Dataset records>
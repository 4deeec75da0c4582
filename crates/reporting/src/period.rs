//! Period bucketing: sums daily aggregates into caller-defined windows.

use std::collections::HashSet;
use std::ops::AddAssign;

use adlift_core::types::{
    AdMeasures, DailyAggregate, DatasetKind, PeriodDefinition, PeriodSummary, SalesMeasures,
};
use adlift_core::{AdliftError, AdliftResult};
use serde::Serialize;

use crate::aggregate::DailyAggregates;

/// The four per-kind summaries of one period.
#[derive(Debug, Clone, PartialEq, Serialize)]
pub struct PeriodBreakdown {
    pub period: PeriodDefinition,
    /// Distinct dates in the period with data in any dataset.
    pub active_days: usize,
    pub transactions: PeriodSummary<SalesMeasures>,
    pub sponsored_products: PeriodSummary<AdMeasures>,
    pub sponsored_brands: PeriodSummary<AdMeasures>,
    pub sponsored_display: PeriodSummary<AdMeasures>,
}

impl PeriodBreakdown {
    pub fn campaigns(&self) -> [&PeriodSummary<AdMeasures>; 3] {
        [
            &self.sponsored_products,
            &self.sponsored_brands,
            &self.sponsored_display,
        ]
    }

    /// Campaign measures summed over SP, SB and SD.
    pub fn combined_ads(&self) -> AdMeasures {
        let mut total = AdMeasures::default();
        for summary in self.campaigns() {
            total += summary.measures;
        }
        total
    }

    /// True when no dataset had a single date inside the period.
    pub fn is_empty(&self) -> bool {
        self.active_days == 0
    }
}

/// Reject empty period lists, inverted ranges and repeated names.
///
/// Names are compared trimmed and case-insensitively.
pub fn validate_periods(periods: &[PeriodDefinition]) -> AdliftResult<()> {
    if periods.is_empty() {
        return Err(AdliftError::NoPeriods);
    }
    let mut seen = HashSet::new();
    for period in periods {
        if period.start_date > period.end_date {
            return Err(AdliftError::InvalidPeriod {
                name: period.name.clone(),
                start: period.start_date,
                end: period.end_date,
            });
        }
        if !seen.insert(period.name.trim().to_lowercase()) {
            return Err(AdliftError::DuplicatePeriod(period.name.clone()));
        }
    }
    Ok(())
}

/// Sum the aggregates of one kind that fall inside `period`. A period with no
/// matching dates yields zeroed measures.
pub fn summarize<M>(period: &PeriodDefinition, kind: DatasetKind, aggregates: &[DailyAggregate<M>]) -> PeriodSummary<M>
where
    M: Default + AddAssign + Copy,
{
    let mut measures = M::default();
    let mut active_days = 0;
    for aggregate in aggregates.iter().filter(|a| period.contains(a.date)) {
        measures += aggregate.measures;
        active_days += 1;
    }
    PeriodSummary {
        period: period.name.clone(),
        kind,
        active_days,
        measures,
    }
}

/// Summaries of every dataset for a single period.
pub fn breakdown(period: &PeriodDefinition, aggregates: &DailyAggregates) -> PeriodBreakdown {
    PeriodBreakdown {
        period: period.clone(),
        active_days: aggregates
            .dates()
            .into_iter()
            .filter(|d| period.contains(*d))
            .count(),
        transactions: summarize(period, DatasetKind::Transactions, &aggregates.transactions),
        sponsored_products: summarize(
            period,
            DatasetKind::SponsoredProducts,
            &aggregates.sponsored_products,
        ),
        sponsored_brands: summarize(
            period,
            DatasetKind::SponsoredBrands,
            &aggregates.sponsored_brands,
        ),
        sponsored_display: summarize(
            period,
            DatasetKind::SponsoredDisplay,
            &aggregates.sponsored_display,
        ),
    }
}

/// Validate `periods` and produce one breakdown per period, in caller order.
pub fn merge_periods(aggregates: &DailyAggregates, periods: &[PeriodDefinition]) -> AdliftResult<Vec<PeriodBreakdown>> {
    validate_periods(periods)?;
    Ok(periods.iter().map(|p| breakdown(p, aggregates)).collect())
}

Your objective> Show each line of the material that includes the word "with".

Result of the exercise>
    /// Distinct dates in the period with data in any dataset.
/// Sum the aggregates of one kind that fall inside `period`. A period with no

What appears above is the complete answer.